| Mindfulness-Based Self Efficacy Scale – Revised (MSES-R)
The Mindfulness-based Self-Efficacy Scale – Revised (MSES-R) is a 22-item self-report scale for adults and adolescents (age 16+) designed to measure levels of self-efficacy in overcoming daily stressors. The MSES-R was developed with a focus on measuring skills that people felt improved in their lives as a consequence of mindfulness practice.
It was developed to measure the confidence in achieving the original purpose of mindfulness (reducing suffering), rather than measuring the construct of mindfulness itself. This is consistent with studies that have highlighted links between mindfulness and several forms of self-efficacy for improving self-regulation (Cayoun et al., 2022).

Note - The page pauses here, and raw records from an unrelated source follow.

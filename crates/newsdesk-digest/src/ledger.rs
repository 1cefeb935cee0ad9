//! Per-user category preference counters.

use std::sync::Arc;

use newsdesk_core::{CategoryLabel, PreferenceScore, PreferenceStore};

use crate::error::DigestError;

/// Records interaction signals and ranks a user's categories.
///
/// Scores are plain running counters: no decay, no normalization.
#[derive(Clone)]
pub struct PreferenceLedger {
    store: Arc<dyn PreferenceStore>,
}

impl PreferenceLedger {
    #[must_use]
    pub fn new(store: Arc<dyn PreferenceStore>) -> Self {
        Self { store }
    }

    /// Add `weight` to the user's score for `category`, creating the row on
    /// first interaction. Returns the new score.
    ///
    /// The store performs the increment atomically, so concurrent signals
    /// for the same pair are never lost.
    ///
    /// # Errors
    ///
    /// Returns [`DigestError::InvalidWeight`] for a zero weight,
    /// [`DigestError::InvalidUser`] for a blank user id, or
    /// [`DigestError::Store`] if the increment fails.
    pub async fn record_signal(
        &self,
        user_id: &str,
        category: CategoryLabel,
        weight: u64,
    ) -> Result<u64, DigestError> {
        if weight == 0 {
            return Err(DigestError::InvalidWeight);
        }
        if user_id.trim().is_empty() {
            return Err(DigestError::InvalidUser);
        }

        let score = self.store.increment(user_id, category, weight).await?;
        tracing::debug!(user_id, category = %category, weight, score, "preference signal recorded");
        Ok(score)
    }

    /// The user's preferences, highest score first. Equal scores keep
    /// creation order.
    ///
    /// # Errors
    ///
    /// Returns [`DigestError::Store`] if the rows cannot be read.
    pub async fn ranked_preferences(
        &self,
        user_id: &str,
    ) -> Result<Vec<PreferenceScore>, DigestError> {
        let mut rows = self.store.list_for_user(user_id).await?;
        // Stable: rows arrive oldest first, so ties stay first-created-first.
        rows.sort_by(|a, b| b.score.cmp(&a.score));
        Ok(rows)
    }
}

#[cfg(test)]
mod tests {
    use super::*;
    use crate::memory::MemoryPreferenceStore;

    fn ledger() -> PreferenceLedger {
        PreferenceLedger::new(Arc::new(MemoryPreferenceStore::default()))
    }

    #[tokio::test]
    async fn first_signal_creates_row_at_weight() {
        let ledger = ledger();
        let score = ledger
            .record_signal("u1", CategoryLabel::Tech, 3)
            .await
            .unwrap();
        assert_eq!(score, 3);
    }

    #[tokio::test]
    async fn signals_accumulate() {
        let ledger = ledger();
        ledger.record_signal("u1", CategoryLabel::Tech, 1).await.unwrap();
        ledger.record_signal("u1", CategoryLabel::Tech, 2).await.unwrap();
        let ranked = ledger.ranked_preferences("u1").await.unwrap();
        assert_eq!(ranked.len(), 1);
        assert_eq!(ranked[0].score, 3);
    }

    #[tokio::test]
    async fn zero_weight_is_rejected() {
        let err = ledger()
            .record_signal("u1", CategoryLabel::Tech, 0)
            .await
            .unwrap_err();
        assert!(matches!(err, DigestError::InvalidWeight));
    }

    #[tokio::test]
    async fn blank_user_is_rejected() {
        let err = ledger()
            .record_signal("  ", CategoryLabel::Tech, 1)
            .await
            .unwrap_err();
        assert!(matches!(err, DigestError::InvalidUser));
    }

    #[tokio::test]
    async fn ranking_is_descending_with_creation_order_ties() {
        let ledger = ledger();
        ledger.record_signal("u1", CategoryLabel::World, 2).await.unwrap();
        ledger.record_signal("u1", CategoryLabel::India, 5).await.unwrap();
        ledger.record_signal("u1", CategoryLabel::Sports, 2).await.unwrap();
        ledger.record_signal("u1", CategoryLabel::Tech, 7).await.unwrap();

        let ranked: Vec<(CategoryLabel, u64)> = ledger
            .ranked_preferences("u1")
            .await
            .unwrap()
            .into_iter()
            .map(|p| (p.category, p.score))
            .collect();

        assert_eq!(
            ranked,
            vec![
                (CategoryLabel::Tech, 7),
                (CategoryLabel::India, 5),
                (CategoryLabel::World, 2),
                (CategoryLabel::Sports, 2),
            ]
        );
    }

    #[tokio::test]
    async fn users_are_isolated() {
        let ledger = ledger();
        ledger.record_signal("u1", CategoryLabel::Tech, 1).await.unwrap();
        assert!(ledger.ranked_preferences("u2").await.unwrap().is_empty());
    }

    #[tokio::test]
    async fn concurrent_signals_are_not_lost() {
        let ledger = ledger();
        let mut handles = Vec::new();
        for i in 0..50u64 {
            let ledger = ledger.clone();
            handles.push(tokio::spawn(async move {
                ledger
                    .record_signal("u1", CategoryLabel::India, i % 3 + 1)
                    .await
                    .unwrap();
            }));
        }
        for handle in handles {
            handle.await.unwrap();
        }

        let expected: u64 = (0..50u64).map(|i| i % 3 + 1).sum();
        let ranked = ledger.ranked_preferences("u1").await.unwrap();
        assert_eq!(ranked[0].score, expected);
    }
}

Mindfulness-based self-efficacy is assessed in six subscales:
- Emotion Regulation
- Social Skills
- Distress Tolerance
- Taking Responsibility
- Interpersonal Effectiveness
The MSES-R is specifically designed as an outcome measure, where it assesses skills that typically develop from becoming more mindful while confronted by common stressors in daily life. When administered more than once the change in scores is graphed over time. A successful mindfulness-based intervention is indicated by an increase in the total score.
The MSES-R is expected to be particularly helpful in a clinical context because a strong sense of self-efficacy (i.e., a person’s perception or belief in their ability to perform certain skills or act effectively to attain their goals; Bandura, 1997) is related to greater effort, persistence, and self-benefitting behaviours (Schwarzer, 2008).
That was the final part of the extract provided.